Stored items
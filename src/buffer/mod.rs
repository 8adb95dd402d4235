//! Buffer pool management.
//!
//! The buffer pool is the in-memory cache layer between callers and their
//! paged files. It manages a fixed pool of frames, each holding one page.
//!
//! # Components
//! - [`BufferManager`] - The page cache with clock replacement
//! - [`Frame`] - Bookkeeping for one slot of the pool
//! - [`PageGuard`] - RAII guard that unpins on drop
//! - [`BufferStats`] - Performance statistics
//!
//! The page table and clock hand are internal to the manager:
//! ```compile_fail
//! use clockpool::buffer::PageTable;
//! ```

mod buffer_manager;
mod clock;
mod frame;
mod page_guard;
mod page_table;
mod stats;

pub use buffer_manager::BufferManager;
pub(crate) use clock::ClockHand;
pub use frame::Frame;
pub use page_guard::PageGuard;
pub(crate) use page_table::PageTable;
pub use stats::BufferStats;
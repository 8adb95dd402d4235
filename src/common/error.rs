//! Error types for clockpool.

use thiserror::Error;

use crate::common::{FileId, FrameId, PageId};

/// Convenient Result type alias.
///
/// Instead of writing `Result<T, Error>` everywhere, we can write `Result<T>`.
pub type Result<T> = std::result::Result<T, Error>;

/// All possible errors in clockpool.
///
/// The buffer manager never retries. File-store failures (`Io`,
/// `InvalidPage`) are handed back exactly as the file reported them.
#[derive(Debug, Error)]
pub enum Error {
    /// I/O error from a file operation.
    #[error("I/O error: {0}")]
    Io(#[from] std::io::Error),

    /// The file has no such page (never allocated, or disposed).
    #[error("Invalid page: {0}")]
    InvalidPage(PageId),

    /// No frame could be freed within the bounded clock sweep.
    ///
    /// Every frame is pinned, or kept alive by its reference bit.
    #[error("Buffer pool exceeded: no evictable frame")]
    BufferExceeded,

    /// The page table refused an insert or remove.
    ///
    /// The frame table and page table disagree; this is not retried.
    #[error("Page table error for {page_no} of {file}")]
    PageTable { file: FileId, page_no: PageId },

    /// The page is not currently cached.
    #[error("{0} is not in the buffer pool")]
    PageNotCached(PageId),

    /// Attempted to unpin a page that wasn't pinned.
    #[error("{0} is not pinned")]
    PageNotPinned(PageId),

    /// A flush found a page that is still pinned.
    #[error("{0} is still pinned")]
    PagePinned(PageId),

    /// A frame names a file but holds no valid page.
    #[error("Corrupt buffer frame: {0}")]
    CorruptFrame(FrameId),

    /// The buffer pool must have at least one frame.
    #[error("Buffer pool capacity must be > 0")]
    InvalidCapacity,
}

impl Error {
    /// Whether this error came from the underlying file store.
    pub fn is_io(&self) -> bool {
        matches!(self, Error::Io(_) | Error::InvalidPage(_))
    }
}

#[cfg(test)]
mod tests {
    use super::*;

    #[test]
    fn test_error_display() {
        let err = Error::PageNotCached(PageId::new(42));
        assert_eq!(format!("{}", err), "Page(42) is not in the buffer pool");

        let err = Error::BufferExceeded;
        assert_eq!(format!("{}", err), "Buffer pool exceeded: no evictable frame");

        let err = Error::CorruptFrame(FrameId::new(3));
        assert_eq!(format!("{}", err), "Corrupt buffer frame: Frame(3)");
    }

    #[test]
    fn test_io_error_conversion() {
        let io_err = std::io::Error::new(std::io::ErrorKind::NotFound, "file not found");
        let err: Error = io_err.into();

        match err {
            Error::Io(_) => {} // Success
            _ => panic!("Expected Io error"),
        }
    }

    #[test]
    fn test_is_io() {
        assert!(Error::Io(std::io::Error::other("disk")).is_io());
        assert!(Error::InvalidPage(PageId::new(1)).is_io());
        assert!(!Error::BufferExceeded.is_io());
        assert!(!Error::PagePinned(PageId::new(1)).is_io());
    }

    #[test]
    fn test_io_error_has_source() {
        use std::error::Error as _;

        let err = Error::Io(std::io::Error::other("disk"));
        assert!(err.source().is_some());
        assert!(Error::BufferExceeded.source().is_none());
    }
}
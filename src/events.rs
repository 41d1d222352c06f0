//! In-memory event fan-out from the monitor to its consumers
//!
//! The monitor can publish what it does to a pub-sub channel so the chart,
//! the alert list and any logger each read at their own pace. Publishing is
//! immediate: it never waits, and a lagging subscriber loses the oldest
//! messages rather than stalling ingestion.
//!
//! ```rust,ignore
//! let channel = MonitorChannel::new();
//! let mut alerts = channel.subscriber().unwrap();
//! let mut monitor = Monitor::default().with_publisher(channel.immediate_publisher());
//!
//! monitor.ingest("61.5", now);
//! while let Some(event) = alerts.try_next_message_pure() { ... }
//! ```

use embassy_sync::blocking_mutex::raw::NoopRawMutex;
use embassy_sync::pubsub::{ImmediatePublisher, PubSubChannel, Subscriber};

use crate::alerts::AlertRecord;
use crate::sample::{Sample, Timestamp};

/// Channel capacity for pub-sub events
pub const EVENT_CHANNEL_CAPACITY: usize = 16;

/// Number of subscribers that can listen to monitor events
/// - Subscriber 0: chart renderer
/// - Subscriber 1: alert log display
pub const EVENT_SUBSCRIBERS: usize = 2;

/// Number of counted publishers; the monitor uses an uncounted immediate one
pub const EVENT_PUBLISHERS: usize = 1;

/// Events published by the monitor
#[derive(Debug, Clone, Copy, PartialEq)]
pub enum MonitorEvent {
    /// A sample entered the retention buffer
    Admitted(Sample),
    /// An admitted sample crossed the alert threshold
    Alert(AlertRecord),
    /// Retention evicted samples
    Evicted { count: usize, at: Timestamp },
}

/// Event channel; single-threaded, so no locking
pub type MonitorChannel = PubSubChannel<
    NoopRawMutex,
    MonitorEvent,
    EVENT_CHANNEL_CAPACITY,
    EVENT_SUBSCRIBERS,
    EVENT_PUBLISHERS,
>;

pub type MonitorPublisher<'a> = ImmediatePublisher<
    'a,
    NoopRawMutex,
    MonitorEvent,
    EVENT_CHANNEL_CAPACITY,
    EVENT_SUBSCRIBERS,
    EVENT_PUBLISHERS,
>;

pub type MonitorSubscriber<'a> = Subscriber<
    'a,
    NoopRawMutex,
    MonitorEvent,
    EVENT_CHANNEL_CAPACITY,
    EVENT_SUBSCRIBERS,
    EVENT_PUBLISHERS,
>;
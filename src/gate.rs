//! Admission and alert decisions for raw readings

use log::{debug, info, warn};

use crate::alerts::AlertRecord;
use crate::config::EngineConfig;
use crate::error::RejectReason;
use crate::sample::{Reading, Sample, Timestamp};
use crate::status::{Status, Thresholds};

/// Outcome of evaluating one raw reading
#[derive(Debug, Clone, Copy, PartialEq)]
pub enum AdmissionResult {
    /// The payload is not a finite number; nothing changed
    Rejected(RejectReason),
    /// Valid, but arrived inside the minimum interval. The value may still be
    /// shown as the current reading; it is not stored and raises no alert.
    Throttled { value: f32 },
    /// Valid and admitted into history
    Admitted {
        sample: Sample,
        alert: Option<AlertRecord>,
    },
}

impl AdmissionResult {
    pub const fn is_admitted(&self) -> bool {
        matches!(self, Self::Admitted { .. })
    }

    /// The parsed value, if the payload was valid
    pub const fn value(&self) -> Option<f32> {
        match self {
            Self::Rejected(_) => None,
            Self::Throttled { value } => Some(*value),
            Self::Admitted { sample, .. } => Some(sample.value),
        }
    }

    pub const fn alert(&self) -> Option<&AlertRecord> {
        match self {
            Self::Admitted {
                alert: Some(alert), ..
            } => Some(alert),
            _ => None,
        }
    }
}

/// Rate-limited admission gate
///
/// Tracks the timestamp of the last admitted sample itself, so it does not
/// depend on the retention buffer.
#[derive(Debug, Clone)]
pub struct IngestGate {
    min_interval_ms: Option<u64>,
    thresholds: Thresholds,
    alert_threshold: Option<f32>,
    last_admitted: Option<Timestamp>,
    next_alert_id: u64,
}

impl IngestGate {
    pub fn new(config: &EngineConfig) -> Self {
        Self {
            min_interval_ms: config.min_admit_interval_ms,
            thresholds: config.thresholds,
            alert_threshold: config.alert_threshold,
            last_admitted: None,
            next_alert_id: 1,
        }
    }

    /// Decide what happens to a raw reading arriving at `now`
    ///
    /// A clock that steps backwards behind the last admission counts as
    /// zero elapsed time, so the reading is throttled.
    pub fn evaluate<'r>(&mut self, raw: impl Into<Reading<'r>>, now: Timestamp) -> AdmissionResult {
        let raw = raw.into();
        let Some(value) = raw.parse() else {
            warn!("Rejected non-numeric reading: {:?}", raw);
            return AdmissionResult::Rejected(RejectReason::NotANumber);
        };

        if let (Some(interval), Some(last)) = (self.min_interval_ms, self.last_admitted)
            && now.saturating_sub(last) < interval
        {
            debug!("Throttled reading {:.1}% at {} (last admitted {})", value, now, last);
            return AdmissionResult::Throttled { value };
        }

        self.last_admitted = Some(now);
        let sample = Sample::new(value, now);
        let alert = self.check_alert(&sample);

        AdmissionResult::Admitted { sample, alert }
    }

    fn check_alert(&mut self, sample: &Sample) -> Option<AlertRecord> {
        let threshold = self.alert_threshold?;
        if sample.value <= threshold {
            return None;
        }

        let alert = AlertRecord {
            id: self.next_alert_id,
            value: sample.value,
            timestamp: sample.timestamp,
        };
        self.next_alert_id += 1;
        info!("{}", alert);
        Some(alert)
    }

    /// Classify a value against the configured thresholds
    pub fn classify(&self, value: f32) -> Status {
        self.thresholds.classify(value)
    }

    pub fn last_admitted(&self) -> Option<Timestamp> {
        self.last_admitted
    }
}

#[cfg(test)]
mod tests {
    use super::*;
    use embassy_time::Duration;

    const MINUTE_MS: u64 = 60 * 1000;

    fn throttled_gate() -> IngestGate {
        IngestGate::new(&EngineConfig::default().with_min_interval(Duration::from_secs(600)))
    }

    #[test]
    fn test_throttling() {
        let mut gate = throttled_gate();

        assert!(gate.evaluate(30.0f32, 0).is_admitted());
        assert_eq!(
            gate.evaluate(30.0f32, 5 * MINUTE_MS),
            AdmissionResult::Throttled { value: 30.0 }
        );
        assert!(gate.evaluate(30.0f32, 11 * MINUTE_MS).is_admitted());
        assert_eq!(gate.last_admitted(), Some(11 * MINUTE_MS));
    }

    #[test]
    fn test_throttle_boundary_admits() {
        let mut gate = throttled_gate();
        assert!(gate.evaluate("30", 1000).is_admitted());
        assert!(!gate.evaluate("30", 1000 + 10 * MINUTE_MS - 1).is_admitted());
        assert!(gate.evaluate("30", 1000 + 10 * MINUTE_MS).is_admitted());
    }

    #[test]
    fn test_throttled_does_not_move_window() {
        let mut gate = throttled_gate();
        gate.evaluate(30.0f32, 0);
        for minute in 1..10 {
            assert!(!gate.evaluate(30.0f32, minute * MINUTE_MS).is_admitted());
        }
        assert!(gate.evaluate(30.0f32, 10 * MINUTE_MS).is_admitted());
    }

    #[test]
    fn test_clock_stepping_back_is_throttled() {
        let mut gate = throttled_gate();
        gate.evaluate(30.0f32, 60 * MINUTE_MS);
        assert!(!gate.evaluate(30.0f32, 10 * MINUTE_MS).is_admitted());
    }

    #[test]
    fn test_unthrottled_admits_everything() {
        let mut gate = IngestGate::new(&EngineConfig::default());
        for _ in 0..5 {
            assert!(gate.evaluate(30.0f32, 42).is_admitted());
        }
    }

    #[test]
    fn test_alert_generation() {
        let mut gate = IngestGate::new(&EngineConfig::default());

        let high = gate.evaluate(61.0f32, 1);
        assert_eq!(high.alert().map(|a| a.value), Some(61.0));
        assert_eq!(gate.evaluate(50.0f32, 2).alert(), None);
        assert_eq!(gate.evaluate(15.0f32, 3).alert(), None);
    }

    #[test]
    fn test_alert_ids_are_unique_within_a_millisecond() {
        let mut gate = IngestGate::new(&EngineConfig::default());
        let first = gate.evaluate(70.0f32, 5);
        let second = gate.evaluate(71.0f32, 5);

        let first_id = first.alert().map(|a| a.id);
        let second_id = second.alert().map(|a| a.id);
        assert_eq!(first_id, Some(1));
        assert_eq!(second_id, Some(2));
    }

    #[test]
    fn test_throttled_reading_raises_no_alert() {
        let mut gate = throttled_gate();
        gate.evaluate(30.0f32, 0);
        let result = gate.evaluate(90.0f32, MINUTE_MS);
        assert_eq!(result, AdmissionResult::Throttled { value: 90.0 });
        assert_eq!(result.alert(), None);
    }

    #[test]
    fn test_alerts_disabled() {
        let mut gate = IngestGate::new(&EngineConfig::default().without_alerts());
        let result = gate.evaluate(95.0f32, 0);
        assert!(result.is_admitted());
        assert_eq!(result.alert(), None);
        assert_eq!(gate.classify(95.0), Status::High);
    }

    #[test]
    fn test_rejection() {
        let mut gate = throttled_gate();
        assert_eq!(
            gate.evaluate("not-a-number", 0),
            AdmissionResult::Rejected(RejectReason::NotANumber)
        );
        assert_eq!(gate.last_admitted(), None);
        assert!(gate.evaluate("30", 0).is_admitted());
    }
}
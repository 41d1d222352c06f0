//! Sample and raw reading types

use core::fmt::Display;

use serde::{Deserialize, Serialize};

/// Milliseconds since the Unix epoch
pub type Timestamp = u64;

/// One admitted humidity observation
///
/// The value is a relative-humidity percentage. It is logically 0-100 but is
/// stored as received; nothing clamps it.
#[derive(Debug, Clone, Copy, PartialEq, Default, Serialize, Deserialize)]
pub struct Sample {
    /// Relative humidity in percent
    pub value: f32,
    /// Arrival time in milliseconds since epoch
    pub timestamp: Timestamp,
}

impl Sample {
    pub const fn new(value: f32, timestamp: Timestamp) -> Self {
        Self { value, timestamp }
    }
}

impl Display for Sample {
    fn fmt(&self, f: &mut core::fmt::Formatter<'_>) -> core::fmt::Result {
        write!(
            f,
            "[Sample] timestamp: {}, humidity: {:.2}%",
            self.timestamp, self.value
        )
    }
}

/// Raw payload handed over by the transport layer
///
/// Brokers deliver text; local drivers may already hold a number. Both go
/// through the same validity check before admission.
#[derive(Debug, Clone, Copy, PartialEq)]
pub enum Reading<'a> {
    Text(&'a str),
    Number(f32),
}

impl Reading<'_> {
    /// Parse the payload into a finite value.
    ///
    /// Text is trimmed and its longest leading decimal number is used, so
    /// unit suffixes like `"45.2%"` or `"45.2 RH"` are accepted. `NaN` and
    /// infinities are rejected in both forms.
    pub fn parse(&self) -> Option<f32> {
        let value = match self {
            Self::Text(text) => numeric_prefix(text.trim()).parse::<f32>().ok()?,
            Self::Number(value) => *value,
        };

        value.is_finite().then_some(value)
    }
}

/// Longest prefix of `text` shaped like `[+-]digits[.digits][e[+-]digits]`
///
/// Returns an empty string when no digit leads the mantissa. A dangling `.`
/// or an exponent marker without digits is left out of the prefix.
fn numeric_prefix(text: &str) -> &str {
    let bytes = text.as_bytes();
    let digits_from = |start: usize| {
        bytes[start..]
            .iter()
            .take_while(|b| b.is_ascii_digit())
            .count()
    };

    let mut end = 0;
    if matches!(bytes.first(), Some(b'+' | b'-')) {
        end = 1;
    }

    let integer = digits_from(end);
    end += integer;

    let mut fraction = 0;
    if bytes.get(end) == Some(&b'.') {
        fraction = digits_from(end + 1);
        if fraction > 0 {
            end += 1 + fraction;
        }
    }

    if integer == 0 && fraction == 0 {
        return "";
    }

    if matches!(bytes.get(end), Some(b'e' | b'E')) {
        let mut exp_start = end + 1;
        if matches!(bytes.get(exp_start), Some(b'+' | b'-')) {
            exp_start += 1;
        }
        let exponent = digits_from(exp_start);
        if exponent > 0 {
            end = exp_start + exponent;
        }
    }

    &text[..end]
}

impl<'a> From<&'a str> for Reading<'a> {
    fn from(value: &'a str) -> Self {
        Self::Text(value)
    }
}

impl From<f32> for Reading<'_> {
    fn from(value: f32) -> Self {
        Self::Number(value)
    }
}

impl From<f64> for Reading<'_> {
    fn from(value: f64) -> Self {
        Self::Number(value as f32)
    }
}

Exercise aim - Your task is to restate, word for word, only those lines above that fall between the line holding "pace. Publishing is" and the line holding "alert log display", inclusive.

Response to this task -
//! the alert list and any logger each read at their own pace. Publishing is
//! immediate: it never waits, and a lagging subscriber loses the oldest
//! messages rather than stalling ingestion.
//!
//! ```rust,ignore
//! let channel = MonitorChannel::new();
//! let mut alerts = channel.subscriber().unwrap();
//! let mut monitor = Monitor::default().with_publisher(channel.immediate_publisher());
//!
//! monitor.ingest("61.5", now);
//! while let Some(event) = alerts.try_next_message_pure() { ... }
//! ```

use embassy_sync::blocking_mutex::raw::NoopRawMutex;
use embassy_sync::pubsub::{ImmediatePublisher, PubSubChannel, Subscriber};

use crate::alerts::AlertRecord;
use crate::sample::{Sample, Timestamp};

/// Channel capacity for pub-sub events
pub const EVENT_CHANNEL_CAPACITY: usize = 16;

/// Number of subscribers that can listen to monitor events
/// - Subscriber 0: chart renderer
/// - Subscriber 1: alert log display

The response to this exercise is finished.